Thaekymrodti examined the sky, leaning on the parapet of the family brownstone. Thoghal was a crappy city and every other night, the street lights were out, so it was even odds the light pollution would let her see some stars. Ever since her dad moved her and her mother into the city, she missed being able to see the galaxy. The stars were her friends. The stars never brushed off her problems.
She sighed. The street lights were on tonight. There were no stars. Thaekym started to walk to the stairs back to her room. She’d be back the next night. And the night after that.
It wasn’t as if her parents would ever know.
“Hey!” someone yelled. “Stop!”
Thaekym bolted to the HVAC system and ducking behind it. She made herself as small as possible. Don’t get seen. Don’t get seen.
“What?” another voice called, and Thaekym stilled.
“Can we take a break?” the first voice asked. “I got a rock in my boot.”
The second person scoffed. “We’ve been out for five hours and you’re stopping for a rock in your shoe? How am I going to leave the mantle to you?”
“Piss off,” the first one said.
The second laughed. “Yeah, the moment you can beat me in a fight, little sis.”
“Not fair! You’re three years older than me!”
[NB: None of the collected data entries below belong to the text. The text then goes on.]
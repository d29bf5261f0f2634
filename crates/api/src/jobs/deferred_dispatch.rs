//! Delivers scheduled reminders once they are due.

use shared::time::now_millis;

use crate::services::DispatchService;

use super::scheduler::{Job, JobFrequency};

pub struct DeferredDispatchJob {
    dispatch: DispatchService,
    poll_interval_secs: u64,
}

impl DeferredDispatchJob {
    pub fn new(dispatch: DispatchService, poll_interval_secs: u64) -> Self {
        Self {
            dispatch,
            poll_interval_secs,
        }
    }
}

#[async_trait::async_trait]
impl Job for DeferredDispatchJob {
    fn name(&self) -> &'static str {
        "deferred_dispatch"
    }

    fn frequency(&self) -> JobFrequency {
        JobFrequency::Seconds(self.poll_interval_secs)
    }

    async fn execute(&self) -> Result<(), String> {
        // Claimed rows leave the due set, so draining full batches terminates.
        loop {
            let report = self.dispatch.deliver_due(now_millis()).await;
            if (report.claimed as i64) < self.dispatch.batch_size() {
                return Ok(());
            }
        }
    }
}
“Excuses, excuses, Fledgling.”
“I’m reporting this.”
“And mention we’re having this conversation because you needed to stop?” They laughed again. They laughed a lot. “For a rock? Yeah, mom is going to pay attention to your complaint after that.”
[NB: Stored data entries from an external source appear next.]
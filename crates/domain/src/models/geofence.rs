//! Geofence domain model.

use serde::{Deserialize, Serialize};
use validator::Validate;

use super::geofication::{CreateGeoficationRequest, Geofication};

/// Represents a circular region drawn by the user.
#[derive(Debug, Clone, PartialEq, Serialize, Deserialize)]
#[serde(rename_all = "camelCase")]
pub struct Geofence {
    pub id: i64,
    pub name: String,
    pub latitude: f64,
    pub longitude: f64,
    pub radius_meters: f64,
    pub color: FenceColor,
    pub active: bool,
    pub trigger_count: i64,
    /// Epoch milliseconds.
    pub created_at: i64,
    /// Epoch milliseconds.
    pub last_edit: i64,
}

/// Cosmetic color tag of a region.
#[derive(Debug, Clone, Copy, PartialEq, Eq, Default, Serialize, Deserialize)]
#[serde(rename_all = "lowercase")]
pub enum FenceColor {
    Red,
    Orange,
    Yellow,
    Green,
    Teal,
    #[default]
    Blue,
    Purple,
    Gray,
}

impl FenceColor {
    /// Converts to database integer representation.
    pub fn as_i64(&self) -> i64 {
        match self {
            Self::Red => 0,
            Self::Orange => 1,
            Self::Yellow => 2,
            Self::Green => 3,
            Self::Teal => 4,
            Self::Blue => 5,
            Self::Purple => 6,
            Self::Gray => 7,
        }
    }

    /// Parses from database integer representation. Unknown values fall back to the default.
    pub fn from_i64(value: i64) -> Self {
        match value {
            0 => Self::Red,
            1 => Self::Orange,
            2 => Self::Yellow,
            3 => Self::Green,
            4 => Self::Teal,
            5 => Self::Blue,
            6 => Self::Purple,
            7 => Self::Gray,
            _ => Self::default(),
        }
    }
}

/// Default active status for new geofences.
fn default_active() -> bool {
    true
}

/// Request payload for creating a geofence, optionally with its first rule.
#[derive(Debug, Clone, Deserialize, Validate)]
#[serde(rename_all = "camelCase")]
pub struct CreateGeofenceRequest {
    #[validate(length(min = 1, max = 100, message = "Name must be 1-100 characters"))]
    pub name: String,

    #[validate(range(min = -90.0, max = 90.0, message = "Latitude must be between -90 and 90"))]
    pub latitude: f64,

    #[validate(range(min = -180.0, max = 180.0, message = "Longitude must be between -180 and 180"))]
    pub longitude: f64,

    #[validate(range(min = 30.0, max = 1000000.0, message = "Radius must be between 30 and 1000000 meters"))]
    pub radius_meters: f64,

    #[serde(default)]
    pub color: FenceColor,

    #[serde(default = "default_active")]
    pub active: bool,

    #[validate(nested)]
    pub geofication: Option<CreateGeoficationRequest>,
}

/// Request payload for updating a geofence (partial update).
#[derive(Debug, Clone, Default, Deserialize, Validate)]
#[serde(rename_all = "camelCase")]
pub struct UpdateGeofenceRequest {
    #[validate(length(min = 1, max = 100, message = "Name must be 1-100 characters"))]
    pub name: Option<String>,

    #[validate(range(min = -90.0, max = 90.0, message = "Latitude must be between -90 and 90"))]
    pub latitude: Option<f64>,

    #[validate(range(min = -180.0, max = 180.0, message = "Longitude must be between -180 and 180"))]
    pub longitude: Option<f64>,

    #[validate(range(min = 30.0, max = 1000000.0, message = "Radius must be between 30 and 1000000 meters"))]
    pub radius_meters: Option<f64>,

    pub color: Option<FenceColor>,
}

impl UpdateGeofenceRequest {
    /// Whether the update moves or resizes the region.
    pub fn changes_region(&self) -> bool {
        self.latitude.is_some() || self.longitude.is_some() || self.radius_meters.is_some()
    }
}

/// Request payload for toggling the active flag.
#[derive(Debug, Clone, Copy, Deserialize)]
pub struct SetActiveRequest {
    pub active: bool,
}

/// A geofence together with the rules bound to it.
#[derive(Debug, Clone, Serialize)]
#[serde(rename_all = "camelCase")]
pub struct GeofenceDetail {
    #[serde(flatten)]
    pub geofence: Geofence,
    pub geofications: Vec<Geofication>,
}

/// Response for listing geofences.
#[derive(Debug, Clone, Serialize)]
#[serde(rename_all = "camelCase")]
pub struct ListGeofencesResponse {
    pub geofences: Vec<Geofence>,
    pub total: usize,
}

/// Query parameters for listing geofences.
#[derive(Debug, Clone, Deserialize)]
#[serde(rename_all = "camelCase")]
pub struct ListGeofencesQuery {
    #[serde(default = "default_active")]
    pub include_inactive: bool,
}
“Oh whatever, we’re wasting time.”
“And whose fault is that?”
“Fuck. You.”
“I’ll not tell mom you said that.”
“I’ll-”
“All I’m going to hear are empty threats, kiddo. Come on.” Thaekym peaked over the HVAC and saw a tall figure offer a hand to the sitting one. The sitting one took the hand and the tall one pulled them up. The two stared at each other and seemed to smile. “Let’s go hunt some criminals.”
“Whatever you say, Bluejay,” the first one–the Fledgling, she thought giddily–said tauntingly. “If you can keep up.”
The Fledgling ran to the roof’s edge and jumped across the gap while the second one, Bluejay, ran after, laughing.
Thaekym stood and watched the two of them run across the rooftops and fade into the night.
Superheroes. Real Bluejay and Fledgling on her roof. She’d seen them. She’d heard them. They weren’t just on her computer screen as they’d been for the last four years, ever since she started following their story, learning everything she could until she felt she knew every single one of their secrets.
Her heroes. Her idols. The subjects of many late night Garn searches, of highlighters on maps and binders of research accumulated until she thought she understood the picture. Binders then fed to her fireplace until she was sure they were nothing more than ash. They’d been on her roof.
They’d been on my roof. This has to be a new patrol route.
She climbed back into her room. It was large but it felt empty. She’d decorated it all with things she loved, but she’d done it all herself. There were no memories connected to her family here. Not even a family photo.
Crow’s sidekicks seemed to love each other and look out for each other. Bluejay had called Fledgling ‘sister.’ They mentioned a mom. Crow? That was probably the closest she’d get to confirmation.
What would it be like to be in a family like theirs? A family whose love was all the stronger for choosing each other?
How far would she go to find out?
She didn’t know. It both scared and thrilled her.